Последняя семья умерла в один день. Высохшие, словно мумифицированные. Как будто их поразила одна болезнь. Молохов покопался в газетах, архивах и, сопоставив некоторые факты, пришел к выводу, что беды с этим участком начались задолго до постройки первого дома.
Молохов встречался с историками и даже «черными» копателями, чтобы докопаться до истины. Конечно, все это лишь косвенно относилось к его работе. «Но зато, — утешал Молохов себя, — на твоем участке будет порядок». Один историк обещал достать кое-какие документы по этой шахте. Но пока участковый хотел познакомиться с людьми и по возможности предостеречь.
Молохов остановил служебный «УАЗ» у вновь выросшего здания. Дом не был похож на первые два, но был так же отвратителен. Он все еще блистал новизной, но притягивал взгляды исключительно не этим. Жуткое строение взирало на людей черными глазницами окон. Конечно, в проклятые дома Сергей тоже не верил, но от этого строение менее жутким не становилось.
Мимо машины прошла девушка с рюкзачком за спиной. Она тоже не сводила глаз с дома и направлялась как раз к его калитке. Сергей вышел из машины и пошел следом.
* * *
Ян молча смотрел, как старик уходит, как садится в свой автомобиль и тот укатывает в сторону Тулы. Все, кто сидел в машине за спиной Яна, не произнесли ни слова. Странный старик… Он заговорил по-цыгански, как только сел в «Фольксваген» за Яном. Он не был похож на цыгана, но говорил так, будто впитал с молоком матери язык ромен. Так выучить язык инородцу невозможно — старик думал на нем. А еще он, словно змей, загипнотизировал их. Ян не помнил, что он говорил, но, как и все, сидел молча, и смотрел прямо перед собой.

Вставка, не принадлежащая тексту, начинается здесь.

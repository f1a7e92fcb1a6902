use sea_orm::entity::prelude::*;

#[derive(Clone, Debug, PartialEq, DeriveEntityModel)]
#[sea_orm(table_name = "categories")]
pub struct Model {
    #[sea_orm(primary_key)]
    pub id: Uuid,
    pub name: String,
    #[sea_orm(unique)]
    pub slug: String,
    pub description: Option<String>,
    pub image_url: Option<String>,
    pub created_at: DateTimeWithTimeZone,
    pub updated_at: DateTimeWithTimeZone,
}

#[derive(Copy, Clone, Debug, EnumIter, DeriveRelation)]
pub enum Relation {
    #[sea_orm(has_many = "super::products::Entity")]
    Products,
}

impl Related<super::products::Entity> for Entity {
    fn to() -> RelationDef {
        Relation::Products.def()
    }
}

impl ActiveModelBehavior for ActiveModel {}
use axum::{
    Json, Router,
    extract::{Path, State},
    http::StatusCode,
    routing::{get, patch},
};
use uuid::Uuid;

use crate::{
    dto::cart::{AddToCartRequest, CartList, UpdateCartItemRequest},
    error::AppResult,
    middleware::auth::AuthUser,
    models::CartItem,
    response::ApiResponse,
    services::cart_service,
    state::AppState,
};

pub fn router() -> Router<AppState> {
    Router::new()
        .route("/", get(cart_list).post(add_to_cart).delete(clear_cart))
        .route("/{id}", patch(update_cart_item).delete(remove_from_cart))
}

#[utoipa::path(
    get,
    path = "/api/cart",
    responses(
        (status = 200, description = "Cart lines with totals", body = ApiResponse<CartList>)
    ),
    security(("bearer_auth" = [])),
    tag = "Cart"
)]
pub async fn cart_list(
    State(state): State<AppState>,
    user: AuthUser,
) -> AppResult<Json<ApiResponse<CartList>>> {
    let resp = cart_service::list_cart(&state, &user).await?;
    Ok(Json(resp))
}

#[utoipa::path(
    post,
    path = "/api/cart",
    request_body = AddToCartRequest,
    responses(
        (status = 201, description = "Item added or quantity increased", body = ApiResponse<CartItem>),
        (status = 400, description = "Insufficient stock or inactive product"),
        (status = 404, description = "Product not found")
    ),
    security(("bearer_auth" = [])),
    tag = "Cart"
)]
pub async fn add_to_cart(
    State(state): State<AppState>,
    user: AuthUser,
    Json(payload): Json<AddToCartRequest>,
) -> AppResult<(StatusCode, Json<ApiResponse<CartItem>>)> {
    let resp = cart_service::add_to_cart(&state, &user, payload).await?;
    Ok((StatusCode::CREATED, Json(resp)))
}

#[utoipa::path(
    patch,
    path = "/api/cart/{id}",
    params(("id" = Uuid, Path, description = "Cart item ID")),
    request_body = UpdateCartItemRequest,
    responses(
        (status = 200, description = "Quantity updated", body = ApiResponse<CartItem>),
        (status = 400, description = "Insufficient stock"),
        (status = 404, description = "Cart item not found")
    ),
    security(("bearer_auth" = [])),
    tag = "Cart"
)]
pub async fn update_cart_item(
    State(state): State<AppState>,
    user: AuthUser,
    Path(id): Path<Uuid>,
    Json(payload): Json<UpdateCartItemRequest>,
) -> AppResult<Json<ApiResponse<CartItem>>> {
    let resp = cart_service::update_cart_item(&state, &user, id, payload).await?;
    Ok(Json(resp))
}

#[utoipa::path(
    delete,
    path = "/api/cart/{id}",
    params(("id" = Uuid, Path, description = "Cart item ID")),
    responses(
        (status = 200, description = "Item removed")
    ),
    security(("bearer_auth" = [])),
    tag = "Cart"
)]
pub async fn remove_from_cart(
    State(state): State<AppState>,
    user: AuthUser,
    Path(id): Path<Uuid>,
) -> AppResult<Json<ApiResponse<serde_json::Value>>> {
    let resp = cart_service::remove_cart_item(&state, &user, id).await?;
    Ok(Json(resp))
}

#[utoipa::path(
    delete,
    path = "/api/cart",
    responses(
        (status = 200, description = "Cart emptied")
    ),
    security(("bearer_auth" = [])),
    tag = "Cart"
)]
pub async fn clear_cart(
    State(state): State<AppState>,
    user: AuthUser,
) -> AppResult<Json<ApiResponse<serde_json::Value>>> {
    let resp = cart_service::clear_cart(&state, &user).await?;
    Ok(Json(resp))
}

«Зачем я их остановил?» — мысленно выругал себя Ян. Хотел повернуться, но не смог. Каким-то образом гипноз все еще действовал, каким-то образом голос старика все еще был различим. Только теперь он говорил на странном диалекте, будто язык его был истоком всех языков мира. Он шептал, становился тихим, едва различимым, словно шелест травы, потом переходил в истеричный крик и снова стихал. Ян хотел закрыть уши, но руки не слушались, да это и не помогло бы, потому что голос звенел внутри головы.
Ян заметил, что все перстни, заготовленные для обмена, теперь были надеты на его пальцы. Он не помнил, когда это сделал, да он и не мог этого сделать, потому что с трудом поворачивал голову, а руки и вовсе поднять не мог. Старик? Он не прикасался к нему даже пальцем.
Боль обожгла пальцы, будто каждый из них был затянут петлей из лески. Перстни впивались в кожу, в мясо; хрустели кости и хрящи. Пальцы, оставляя кровавые мазки, один за одним падали к ногам цыгана. Он чувствовал боль, но ни закричать, ни пошевелиться не мог. Пальцы скрюченными личинками лежали на резиновом коврике, а перстни, слегка ослабив хватку, начали накручиваться на обрубки. Кровавая стружка заворачивалась вокруг латунных перстней. Неизвестно, сколько еще это продолжалось, если бы Ян не потерял сознание. Он так и не очнулся, даже когда первые языки пламени начали лизать капот и едкий дым окутал парализованных беспалых цыган в салоне.